CHOICE Humanitarian had used data “in fits and starts for the last 15 years,” recalled Program Director Chris Johnson. “In the last few years we hit reset and took it seriously.”
Three years ago the group launched a pilot program in the Lamjung district of Nepal by collecting data on 70 indicators through surveys of all the area’s 13,500 households. The initiative borrows from the Progress Out of Poverty Index of the Grameen Foundation, the Washington D.C.-based group best known for digital solutions to addressing poverty. “That set the groundwork for where we were going to focus,” Johnson said.
The lack of baseline information presents a huge roadblock to the effective use of data in development projects, said James Mayfield, CHOICE Humanitarian co-founder and professor emeritus in public administration and Middle East studies at the University of Utah. “Few NGOs, programs and projects will spend the money,” he noted.
The survey data collected by CHOICE Humanitarian has allowed staffers to identify what Mayfield called “the most relevant variables to causality” and to figure out “what programs and interventions will work.”
For example, when the organization provided biodigesters to supply gas for cooking to replace firewood in poor households, they discovered that a year later nearly one-third were no longer working.

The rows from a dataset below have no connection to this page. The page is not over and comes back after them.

//! Unbounded Arbiter Queue Component
//!
//! A FIFO queue with an effectively endless buffer, built from bounded
//! synchronisation primitives. Each queue runs one background arbiter task
//! that owns the backlog and serialises every access to it.
//!
//! # Overview
//!
//! - **Never-blocking producers**: `push` is accepted whether or not anyone is
//!   receiving
//! - **Rendezvous consumers**: a receive completes only when a real item is
//!   handed over, or when the queue closes
//! - **Out-of-band control**: `flush`, `discard` and `close` interleave safely
//!   with in-flight pushes and receives
//!
//! # Architecture
//!
//! ```text
//! ┌──────────┐ ┌──────────┐            ┌──────────┐ ┌──────────┐
//! │Producer A│ │Producer B│            │Consumer A│ │Consumer B│
//! └────┬─────┘ └────┬─────┘            └────▲─────┘ └────▲─────┘
//!      │ push       │ push                  │ recv       │ recv
//!      ▼            ▼                       │            │
//! ┌─────────────────────────────────────────┴────────────┴─────┐
//! │                     Arbiter task (per queue)               │
//! │   ┌───┬───┬───┬───┬───┬───┐                                │
//! │   │ 1 │ 2 │ 3 │ 4 │ 5 │...│  backlog, owned exclusively    │
//! │   └───┴───┴───┴───┴───┴───┘                                │
//! └────────────────────────────────────────────────────────────┘
//! ```
//!
//! # Example Usage
//!
//! ```rust,no_run
//! use chanqueue::queue::api::Queue;
//!
//! # async fn example() -> Result<(), Box<dyn std::error::Error>> {
//! let queue = Queue::new();
//! queue.push(1);
//! queue.discard(true).await;
//! queue.push(2); // dropped
//! queue.discard(false).await;
//! queue.push(3);
//!
//! let popper = queue.pop();
//! assert_eq!(popper.recv().await, Some(1));
//! assert_eq!(popper.recv().await, Some(3));
//!
//! queue.close().await?;
//! # Ok(())
//! # }
//! ```

pub(crate) mod config;
pub(crate) mod consumer;
pub(crate) mod error;
pub(crate) mod internal;
pub(crate) mod types;
pub(crate) mod unbounded;

// Public API module - the only public interface for the queue system
pub mod api;

#[cfg(test)]
mod tests;
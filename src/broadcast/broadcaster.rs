//! Broadcaster implementation
//!
//! The broadcaster owns one queue per subscriber. Publishing pushes a clone of
//! the item into every registered queue, so each subscriber drains at its own
//! pace without holding up the others.

use crate::broadcast::subscriber::Subscriber;
use crate::core::error_handling::log_error_with_context;
use crate::core::sync::handle_mutex_poison;
use crate::queue::api::{BroadcasterConfig, Queue, QueueError, QueueResult};
use futures::future::join_all;
use std::collections::HashMap;
use std::sync::{Arc, Mutex, MutexGuard};

struct RegistryState<T> {
    /// Next subscriber id; ids are never reused
    next_id: u64,
    closed: bool,
    /// Shared with each subscriber so either side can wait for teardown
    queues: HashMap<u64, Arc<Queue<T>>>,
}

/// Subscriber queues shared between a broadcaster and its subscriber handles
pub(crate) struct Registry<T> {
    config: BroadcasterConfig,
    state: Mutex<RegistryState<T>>,
}

impl<T: Send + 'static> Registry<T> {
    fn lock(&self) -> QueueResult<MutexGuard<'_, RegistryState<T>>> {
        handle_mutex_poison(self.state.lock(), |message| QueueError::OperationFailed {
            message,
        })
    }

    /// Unregister a subscriber and signal its queue to stop
    ///
    /// Returns `false` if the id is no longer registered.
    pub(crate) fn remove(&self, id: u64) -> QueueResult<bool> {
        let mut state = self.lock()?;
        let Some(queue) = state.queues.remove(&id) else {
            return Ok(false);
        };
        queue.signal_close()?;
        log::debug!(
            "Subscriber {} removed, {} remaining",
            id,
            state.queues.len()
        );
        Ok(true)
    }
}

impl<T> Drop for Registry<T> {
    fn drop(&mut self) {
        // Subscribers still hold their queues; stop them with the broadcaster
        let state = match self.state.get_mut() {
            Ok(state) => state,
            Err(poisoned) => poisoned.into_inner(),
        };
        for queue in state.queues.values() {
            let _ = queue.signal_close();
        }
    }
}

/// Fan-out publisher over independent subscriber queues
///
/// Cloning a `Broadcaster` yields another handle to the same registry.
///
/// # Example
///
/// ```rust,no_run
/// # use chanqueue::broadcast::api::Broadcaster;
/// # async fn example() -> Result<(), Box<dyn std::error::Error>> {
/// let broadcaster = Broadcaster::new();
/// let sub1 = broadcaster.subscribe()?;
/// let sub2 = broadcaster.subscribe()?;
///
/// broadcaster.publish("item")?;
/// assert_eq!(sub1.receive().recv().await, Some("item"));
/// assert_eq!(sub2.receive().recv().await, Some("item"));
///
/// sub1.close().await?;
/// broadcaster.close().await?;
/// # Ok(())
/// # }
/// ```
pub struct Broadcaster<T> {
    registry: Arc<Registry<T>>,
}

impl<T> Clone for Broadcaster<T> {
    fn clone(&self) -> Self {
        Self {
            registry: Arc::clone(&self.registry),
        }
    }
}

impl<T: Send + 'static> Broadcaster<T> {
    pub fn new() -> Self {
        Self::from_config(BroadcasterConfig::default())
    }

    /// Create a broadcaster whose subscriber queues use `config.subscriber`
    pub fn with_config(config: BroadcasterConfig) -> QueueResult<Self> {
        config.subscriber.validate()?;
        Ok(Self::from_config(config))
    }

    fn from_config(config: BroadcasterConfig) -> Self {
        Self {
            registry: Arc::new(Registry {
                config,
                state: Mutex::new(RegistryState {
                    next_id: 0,
                    closed: false,
                    queues: HashMap::new(),
                }),
            }),
        }
    }

    /// Register a new subscriber with its own running queue
    ///
    /// Must be called inside a Tokio runtime. Fails with
    /// [`QueueError::BroadcasterClosed`] once the broadcaster is closed.
    pub fn subscribe(&self) -> QueueResult<Subscriber<T>> {
        let mut state = self.registry.lock()?;
        if state.closed {
            return Err(QueueError::BroadcasterClosed);
        }

        let id = state.next_id;
        state.next_id += 1;

        let queue = Arc::new(Queue::spawn(self.registry.config.subscriber_config(id)));
        state.queues.insert(id, Arc::clone(&queue));
        log::debug!(
            "Subscriber {} registered, {} active",
            id,
            state.queues.len()
        );

        Ok(Subscriber::new(id, Arc::downgrade(&self.registry), queue))
    }

    /// Number of currently registered subscribers
    pub fn subscriber_count(&self) -> QueueResult<usize> {
        Ok(self.registry.lock()?.queues.len())
    }

    pub fn is_closed(&self) -> bool {
        self.registry
            .lock()
            .map(|state| state.closed)
            .unwrap_or(true)
    }

    /// Close every registered subscriber queue and refuse new subscribers
    ///
    /// Queues are unregistered and signalled under the registry lock, then
    /// awaited after it is released. A failure on one queue does not stop
    /// the others from closing; the first error is returned. Calling close
    /// again is a no-op.
    pub async fn close(&self) -> QueueResult<()> {
        let mut first_error = None;
        let queues: Vec<Arc<Queue<T>>> = {
            let mut state = self.registry.lock()?;
            state.closed = true;
            let queues: Vec<Arc<Queue<T>>> =
                state.queues.drain().map(|(_, queue)| queue).collect();
            for queue in &queues {
                if let Err(e) = queue.signal_close() {
                    log_error_with_context(
                        &e,
                        &format!("Signalling subscriber queue '{}'", queue.name()),
                    );
                    first_error.get_or_insert(e);
                }
            }
            queues
        };

        if !queues.is_empty() {
            log::debug!("Broadcaster closing {} subscriber queue(s)", queues.len());
        }

        let results = join_all(queues.iter().map(|queue| queue.close())).await;

        for (queue, result) in queues.iter().zip(results) {
            if let Err(e) = result {
                log_error_with_context(&e, &format!("Closing subscriber queue '{}'", queue.name()));
                first_error.get_or_insert(e);
            }
        }

        match first_error {
            Some(e) => Err(e),
            None => Ok(()),
        }
    }
}

impl<T: Clone + Send + 'static> Broadcaster<T> {
    /// Push a copy of `item` to every registered subscriber
    ///
    /// Never waits on a slow subscriber. Returns the number of subscribers
    /// the item was pushed to; after close this is always zero.
    pub fn publish(&self, item: T) -> QueueResult<usize> {
        let state = self.registry.lock()?;
        for queue in state.queues.values() {
            queue.push(item.clone());
        }
        Ok(state.queues.len())
    }
}

impl<T: Send + 'static> Default for Broadcaster<T> {
    fn default() -> Self {
        Self::new()
    }
}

By tracking the characteristics of the recipient families, they were able to identify the need for a train-the-trainers program for biodigester maintenance.

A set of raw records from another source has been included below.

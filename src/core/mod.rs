//! Core services and infrastructure

pub mod error_handling;
pub mod logging;
pub mod sync;
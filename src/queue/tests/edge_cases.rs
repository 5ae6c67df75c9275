//! Edge case and use-after-close tests for the queue system
//!
//! These tests verify that the queue handles closed state, cancelled
//! receivers and large backlogs without hanging, losing or duplicating items.

#[cfg(test)]
mod tests {
    use crate::queue::api::{Queue, QueueError};
    use std::time::Duration;
    use tokio::time::timeout;

    #[tokio::test]
    async fn test_push_without_consumers_never_blocks() {
        let queue = Queue::new();

        let pushed = timeout(Duration::from_secs(5), async {
            for i in 0..100_000u32 {
                queue.push(i);
            }
        })
        .await;
        assert!(pushed.is_ok(), "pushing without consumers should not block");

        let stats = queue.stats().await.unwrap();
        assert_eq!(stats.backlog_len, 100_000);
        queue.close().await.unwrap();
    }

    #[tokio::test]
    async fn test_operations_after_close_are_noops() {
        let queue = Queue::new();
        let popper = queue.pop();
        queue.push(1);
        queue.close().await.unwrap();

        // None of these may panic or hang
        queue.push(2);
        queue.flush().await;
        queue.discard(true).await;

        assert_eq!(popper.recv().await, None);
        assert_eq!(popper.try_recv().await, Err(QueueError::Closed));
        assert_eq!(
            popper.recv_timeout(Duration::from_secs(1)).await,
            Err(QueueError::Closed)
        );
        assert_eq!(queue.stats().await, Err(QueueError::Closed));
    }

    #[tokio::test]
    async fn test_popper_taken_after_close() {
        let queue = Queue::<u8>::new();
        queue.close().await.unwrap();

        let popper = queue.pop();
        assert!(popper.is_closed());
        assert_eq!(popper.recv().await, None);
    }

    #[tokio::test]
    async fn test_double_close() {
        let queue = Queue::new();
        queue.push("left behind");

        queue.close().await.unwrap();
        let second = timeout(Duration::from_secs(1), queue.close()).await;
        assert_eq!(second, Ok(Ok(())), "second close should return immediately");
    }

    #[tokio::test]
    async fn test_timed_out_receivers_do_not_swallow_items() {
        let queue = Queue::new();
        let popper = queue.pop();

        // Leave a pile of abandoned waiters behind
        for _ in 0..10 {
            assert_eq!(
                popper.recv_timeout(Duration::from_millis(1)).await,
                Err(QueueError::Empty)
            );
        }

        queue.push("a");
        queue.push("b");
        assert_eq!(popper.recv().await, Some("a"));
        assert_eq!(popper.recv().await, Some("b"));
        queue.close().await.unwrap();
    }

    #[tokio::test]
    async fn test_cancelled_receive_returns_item_to_head() {
        let queue = Queue::new();
        let popper = queue.pop();
        for i in 1..=3 {
            queue.push(i);
        }

        {
            let mut pending = Box::pin(popper.recv());
            // Register the waiter, then let the arbiter hand the head over
            if let std::task::Poll::Ready(item) = futures::poll!(&mut pending) {
                panic!("receive completed before the arbiter ran: {item:?}");
            }
            tokio::task::yield_now().await;
            // Dropped here, possibly holding item 1
        }

        assert_eq!(popper.recv().await, Some(1));
        assert_eq!(popper.recv().await, Some(2));
        assert_eq!(popper.recv().await, Some(3));
        queue.close().await.unwrap();
    }

    #[tokio::test]
    async fn test_item_returned_after_flush_is_not_redelivered() {
        let queue = Queue::new();
        let popper = queue.pop();
        for i in 1..=3 {
            queue.push(i);
        }

        let mut pending = Box::pin(popper.recv());
        assert!(futures::poll!(&mut pending).is_pending());
        tokio::task::yield_now().await;

        // The hand-off of item 1 predates the flush, so it must not come back
        queue.flush().await;
        drop(pending);

        assert_eq!(
            popper.recv_timeout(Duration::from_millis(50)).await,
            Err(QueueError::Empty)
        );
        let stats = queue.stats().await.unwrap();
        assert_eq!(stats.flushed, 3);
        assert_eq!(stats.delivered, 0);
        assert_eq!(stats.in_flight(), 0);
        queue.close().await.unwrap();
    }

    #[tokio::test]
    async fn test_cancelled_hand_off_is_not_overtaken() {
        let queue = Queue::new();
        let first = queue.pop();
        let second = queue.pop();
        for i in 1..=3 {
            queue.push(i);
        }

        let mut pending_first = Box::pin(first.recv());
        assert!(futures::poll!(&mut pending_first).is_pending());
        tokio::task::yield_now().await;

        let mut pending_second = Box::pin(second.recv());
        assert!(futures::poll!(&mut pending_second).is_pending());
        tokio::task::yield_now().await;

        drop(pending_first);
        assert_eq!(pending_second.await, Some(1));
        assert_eq!(second.recv().await, Some(2));
        assert_eq!(first.recv().await, Some(3));
        queue.close().await.unwrap();
    }

    #[tokio::test]
    async fn test_abandoned_receives_do_not_delay_delivery() {
        let queue = Queue::new();
        let popper = queue.pop();

        for _ in 0..20_000 {
            let mut pending = Box::pin(popper.recv());
            assert!(futures::poll!(&mut pending).is_pending());
        }
        tokio::task::yield_now().await;
        assert_eq!(queue.stats().await.unwrap().waiting, 0);

        queue.push("fresh");
        let delivered = timeout(Duration::from_millis(500), popper.recv()).await;
        assert_eq!(delivered, Ok(Some("fresh")));
        queue.close().await.unwrap();
    }

    #[tokio::test]
    async fn test_flush_and_discard_on_idle_queue_are_acknowledged() {
        let queue = Queue::<u32>::new();

        let acked = timeout(Duration::from_secs(1), async {
            queue.flush().await;
            queue.discard(true).await;
            queue.discard(true).await;
            queue.discard(false).await;
            queue.flush().await;
        })
        .await;

        assert!(acked.is_ok(), "control requests on an empty queue must not hang");
        queue.close().await.unwrap();
    }

    #[tokio::test]
    async fn test_discard_on_empty_queue_drops_pushes() {
        let queue = Queue::new();
        let popper = queue.pop();

        queue.discard(true).await;
        queue.push(1);
        queue.push(2);

        assert_eq!(popper.try_recv().await, Err(QueueError::Empty));
        assert_eq!(queue.stats().await.unwrap().discarded, 2);
        queue.close().await.unwrap();
    }

    #[tokio::test]
    async fn test_high_water_mark_does_not_limit_capacity() {
        use crate::queue::api::QueueConfig;

        let queue =
            Queue::with_config(QueueConfig::named("bounded-warning").with_high_water_mark(10))
                .unwrap();
        for i in 0..100 {
            queue.push(i);
        }

        let stats = queue.stats().await.unwrap();
        assert_eq!(stats.backlog_len, 100, "the mark only warns, it never rejects");
        queue.close().await.unwrap();
    }
}
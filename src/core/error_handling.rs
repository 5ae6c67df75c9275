//! Generic error handling utilities
//!
//! Provides unified error logging that can work across different error types
//! while keeping user-facing messages separate from system detail.

/// Trait for errors that can distinguish between user-actionable and system errors
///
/// When `is_user_actionable()` returns `true`, `user_message()` should return
/// `Some(message)` with a helpful, actionable message; otherwise it returns
/// `None`.
pub trait ContextualError: std::error::Error {
    /// True if this error carries a message the user can act on directly
    /// (for example an invalid configuration value)
    fn is_user_actionable(&self) -> bool;

    /// The specific user message if this is a user-actionable error
    fn user_message(&self) -> Option<&str>;
}

/// Log an error with a detail level based on its specificity
///
/// User-actionable errors log their own message; system errors log the
/// operation context. Full detail always goes to debug level.
pub fn log_error_with_context<E: ContextualError + std::fmt::Debug>(
    error: &E,
    operation_context: &str,
) {
    match error.user_message().filter(|_| error.is_user_actionable()) {
        Some(user_msg) => log::error!("{}: {}", operation_context, user_msg),
        None => log::error!("{} failed", operation_context),
    }
    log::debug!("DETAIL: {}", error);
    log::debug!("DEBUG_DETAILS: {:?}", error);
}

Ramping up beyond the dashboard
The biodigester example fits with what BroadReach’s McLaughlin said went beyond dashboard readouts to distill insights that can help organizations make the most of often scarce resources.
“Everyone in development is trying to do more with what they have,” she said. “Analytics allows you to move from working harder to working smarter.”
CHOICE Humanitarian has plans to ramp-up its program to include all of Nepal’s 75 districts and perhaps some or all of the other half-dozen countries where it works.
“With this kind of data it is far easier to go to donors,” said Mayfield. With baseline numbers and measurements of progress, “you provide reasons for why you were successful. In my experience when you have that evidence it is easier to get support.”
This is related to changing attitudes on the data-related aspect what’s known as the “overhead myth.” Traditionally data collection, analysis and reporting have been lumped as costs under the rubric of administrative overhead. Since donors have tended to stress the need to channel outlays into programs and eschew support for overhead, data got a short shrift. Development organizations “should simply say that data is not part of overhead,” Mayfield asserted.
CORRECTION: A previous version of this article stated that Grameen Foundation is based in Bangladesh and is known for its work in microfinance. The Grameen Foundation is based in Washington, D.C. and specializes in digital solutions to addressing poverty.